Il y a environs 1200 participants en ligne et les statistiques sont comptabilisées en temps réel, ce qui fait qu’on peut avoir une idée instantanée de l’avis du public. Ça pourrait être intéressant éventuellement, surtout si ça peut regrouper un public diversifié et de toutes horizons. Et si ça s’étend à autre chose qu’un débat politique. Le fait que ce soit un débat politique, ça laisse place à la partisanerie. Moi-même membre du Parti Québécois, bien sûr que j’avais plus tendance à cliquer sur J’aime lorsque Pauline Marois parlait que lorsque Jean Charest parlait. De plus, considérant que la technologie est présentement sujette à un ‘buzzz’ dans la blogosphère, on a toutes les chances d’avoir une sur-représentation des jeunes, et ça me surprendrait qu’il y ait eu un grand nombre de 60 ans et plus hier soir à cliquer à chaque 10 secondes sur J’aime lorsque Jean Charest parlait. Il ne faut donc pas s’énerver avec la significativité des résultats, ce n’est pas un sondage scientifique, et ça doit rester clair.
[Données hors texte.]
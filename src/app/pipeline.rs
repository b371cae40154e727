//! Forecast assembly: the fixed sequence of steps that turns a cleaned dataset
//! into a finished `ForecastSeries`.
//!
//! filter -> fit -> predict -> round checks (daily) -> floor -> replacement
//! (daily) -> total = checks × average check (daily) -> additive doubling ->
//! final rounding -> sort
//!
//! The CLI only handles I/O and presentation; everything here is pure and
//! deterministic.

use chrono::Datelike;

use crate::adjust::{
    DraftPoint, FifteenthReference, FifteenthReport, FloorReport, HistoricalBest, apply_additive_doubling,
    apply_replacement, enforce_floor,
};
use crate::data::{DatasetStats, HistoricalDataset, OutlierBand, OutlierReport, RawObservation, filter_outliers};
use crate::domain::{ForecastConfig, ForecastPoint, ForecastSeries, Granularity, Metric};
use crate::error::AppError;
use crate::fit::{MetricFit, fit_metrics};
use crate::models::trend_model;

/// All computed outputs of a single `salescast forecast` run.
#[derive(Debug, Clone)]
pub struct RunOutput {
    pub dataset: DatasetStats,
    pub outliers: OutlierReport,
    pub fits: Vec<MetricFit>,
    pub floor: FloorReport,
    pub fifteenth: FifteenthReport,
    pub series: ForecastSeries,
}

/// Validate raw rows and run the pipeline on them.
pub fn run_forecast_raw(rows: &[RawObservation], config: &ForecastConfig) -> Result<RunOutput, AppError> {
    config.validate()?;
    let dataset = HistoricalDataset::from_raw(rows, config.base_year)?;
    run_forecast(&dataset, config)
}

/// Run the forecasting pipeline on an already-cleaned dataset.
pub fn run_forecast(dataset: &HistoricalDataset, config: &ForecastConfig) -> Result<RunOutput, AppError> {
    config.validate()?;

    let granularity = config.granularity;
    let forecast_year = config
        .forecast_year
        .unwrap_or_else(|| dataset.last_date().year() + 1);

    // 1) Training rows and outlier filter.
    let rows = dataset.training_rows(granularity);
    let band = OutlierBand {
        iqr_multiplier: config.iqr_multiplier,
        abs_min: config.avg_check_min,
        abs_max: config.avg_check_max,
    };
    let (filtered, outliers) = filter_outliers(&rows, &band);
    if filtered.is_empty() {
        return Err(AppError::insufficient(format!(
            "No {} rows left after outlier filtering (band [{:.2}, {:.2}]).",
            granularity.display_name(),
            outliers.lower,
            outliers.upper
        )));
    }

    // 2) Fit and predict over the horizon.
    let horizon = granularity.horizon(forecast_year)?;
    let horizon_index: Vec<f64> = horizon
        .iter()
        .map(|d| dataset.index_of(*d, granularity))
        .collect();
    let model = trend_model(config.strategy, config.seasonal_period);
    let metrics = granularity.fitted_metrics();
    let fits = fit_metrics(model.as_ref(), metrics, &filtered, &horizon_index)?;

    let mut points = draft_points(&horizon, &fits, granularity);

    // 3) Corrections.
    if granularity == Granularity::Daily {
        for p in &mut points {
            p.checks = p.checks.round();
        }
    }

    let best = HistoricalBest::from_rows(&rows, granularity);
    let floor = enforce_floor(&mut points, &best, granularity, metrics, config.floor_multiplier);

    let reference = FifteenthReference::from_dataset(dataset, forecast_year - 1);
    let mut fifteenth = FifteenthReport {
        reference_year: reference.year,
        ..FifteenthReport::default()
    };

    if config.fifteenth.replacement() {
        match granularity {
            Granularity::Daily => fifteenth.replaced = apply_replacement(&mut points, &reference),
            Granularity::Monthly => {
                log::info!("Fifteenth-day replacement applies to daily forecasts only; skipped.")
            }
        }
    }

    if granularity == Granularity::Daily {
        for p in &mut points {
            p.total_sales = p.checks.max(0.0).round() * p.avg_check;
        }
    }

    if config.fifteenth.additive() {
        fifteenth.doubled = apply_additive_doubling(&mut points, &reference, granularity).len();
    }

    if config.fifteenth.additive() || config.fifteenth.replacement() {
        log::info!(
            "Fifteenth-day adjustment (reference {}): {} replaced, {} doubled",
            reference.year,
            fifteenth.replaced,
            fifteenth.doubled
        );
    }

    // 4) Finalise.
    let finished: Vec<ForecastPoint> = points
        .into_iter()
        .map(|p| ForecastPoint {
            date: p.date,
            checks: p.checks.max(0.0).round() as u64,
            avg_check: p.avg_check,
            total_sales: p.total_sales,
        })
        .collect();

    let series = ForecastSeries::new(granularity, dataset.base_year(), forecast_year, finished);
    log::info!(
        "Forecast {} {}: {} points, total sales {:.2}",
        granularity.display_name(),
        forecast_year,
        series.len(),
        series.total(Metric::TotalSales)
    );

    Ok(RunOutput {
        dataset: dataset.stats().clone(),
        outliers,
        fits,
        floor,
        fifteenth,
        series,
    })
}

/// Join per-metric predictions into one draft point per horizon date.
///
/// Daily total sales is a placeholder here; it is derived after corrections.
fn draft_points(horizon: &[chrono::NaiveDate], fits: &[MetricFit], granularity: Granularity) -> Vec<DraftPoint> {
    let predicted = |metric: Metric, i: usize| -> f64 {
        fits.iter()
            .find(|f| f.metric == metric)
            .and_then(|f| f.predictions.get(i).copied())
            .unwrap_or(0.0)
    };

    horizon
        .iter()
        .enumerate()
        .map(|(i, &date)| {
            let checks = predicted(Metric::Checks, i);
            let avg_check = predicted(Metric::AvgCheck, i);
            let total_sales = match granularity {
                Granularity::Daily => checks * avg_check,
                Granularity::Monthly => predicted(Metric::TotalSales, i),
            };
            DraftPoint {
                date,
                checks,
                avg_check,
                total_sales,
            }
        })
        .collect()
}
Cependant il en ressort plusieurs données intéressantes. D’abord, les gens adorent lorsqu’il y a des interactions et des attaques. Le nombre de votes, autant dans J’aime que J’aime pas, augmente considérablement, et l’augmentation du ‘Je signale un moment fort’ est très claire lorsque les chefs s’attaquent. Deuxièmement, le style agressif de Mario Dumont et de Pauline Marois a été apprécié. Il est fort probable que les partisans de Jean Charest soient sous-représentés dans Buzzz.tv (et peut-être dans la sphère numérique aussi).
C’était les résultats pour les premières questions, juste après l’introduction. On voit un creux qui correspond à l’intervention de Jean Charest.
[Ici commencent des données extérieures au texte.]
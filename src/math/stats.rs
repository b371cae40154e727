//! Small descriptive statistics used by the outlier filter and the fitters.

/// Quantile with linear interpolation between order statistics.
///
/// For sorted values `v` of length `n` the quantile `q` sits at position
/// `h = (n - 1) * q`; the result interpolates between `v[floor(h)]` and
/// `v[ceil(h)]`. Returns `None` for empty input or `q` outside `[0, 1]`.
pub fn quantile(values: &[f64], q: f64) -> Option<f64> {
    if values.is_empty() || !(0.0..=1.0).contains(&q) {
        return None;
    }
    let mut sorted: Vec<f64> = values.iter().copied().filter(|v| v.is_finite()).collect();
    if sorted.is_empty() {
        return None;
    }
    sorted.sort_by(|a, b| a.partial_cmp(b).unwrap_or(std::cmp::Ordering::Equal));

    let h = (sorted.len() - 1) as f64 * q;
    let lo = h.floor() as usize;
    let hi = h.ceil() as usize;
    let frac = h - lo as f64;
    Some(sorted[lo] + (sorted[hi] - sorted[lo]) * frac)
}

/// Root mean squared difference between two equally long slices.
pub fn rmse(actual: &[f64], fitted: &[f64]) -> f64 {
    let n = actual.len().min(fitted.len());
    if n == 0 {
        return 0.0;
    }
    let sse: f64 = actual
        .iter()
        .zip(fitted.iter())
        .map(|(a, f)| (a - f) * (a - f))
        .sum();
    (sse / n as f64).sqrt()
}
Quand le débat devient un peu plus chaud dans une section sur les emplois perdus entre autres dans le domaine forestier :
On voit les résultats de 2 attaques dirigées vers Jean Charest. D’abord par Mario Dumont, qui score beaucoup dans la section orange (Je signale un moment fort) et aussi dans la section verte (J’aime). Pauline Marois crée un plus faible impact sur ‘Je signale un moment fort’ mais attire un peu plus de sympathie. Dans d’autres parties du débats, c’était l’inverse : Mario Dumont attirait un peu plus de ‘J’aime’ surtout dans les parties où il se posait en rassembleur. Pauline Marois a aussi déclencher à plusieurs reprises des ‘Je signale un moment fort’ accompagnés d’une montée du ‘J’aime’.
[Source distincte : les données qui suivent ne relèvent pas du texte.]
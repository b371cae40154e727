use std::process::ExitCode;

fn main() -> ExitCode {
    match salescast::app::run() {
        Ok(()) => ExitCode::SUCCESS,
        Err(err) => {
            eprintln!("{err}");
            ExitCode::from(err.exit_code())
        }
    }
}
L’expérience était très intéressante. Je crois qu’il y aurait place pour un peu plus que ces statistiques. Pourquoi ne pas y inclure des réactions vidéos, du chat style IRC ? Tout ça est déjà disponible et possible à réaliser. Et pourquoi se limiter à 3 boutons ? Pourquoi pas des boutons ROFL ou WTF ?!? Cependant l’idée est géniale et j’ai adoré y participer. Je vous y invite la prochaine fois!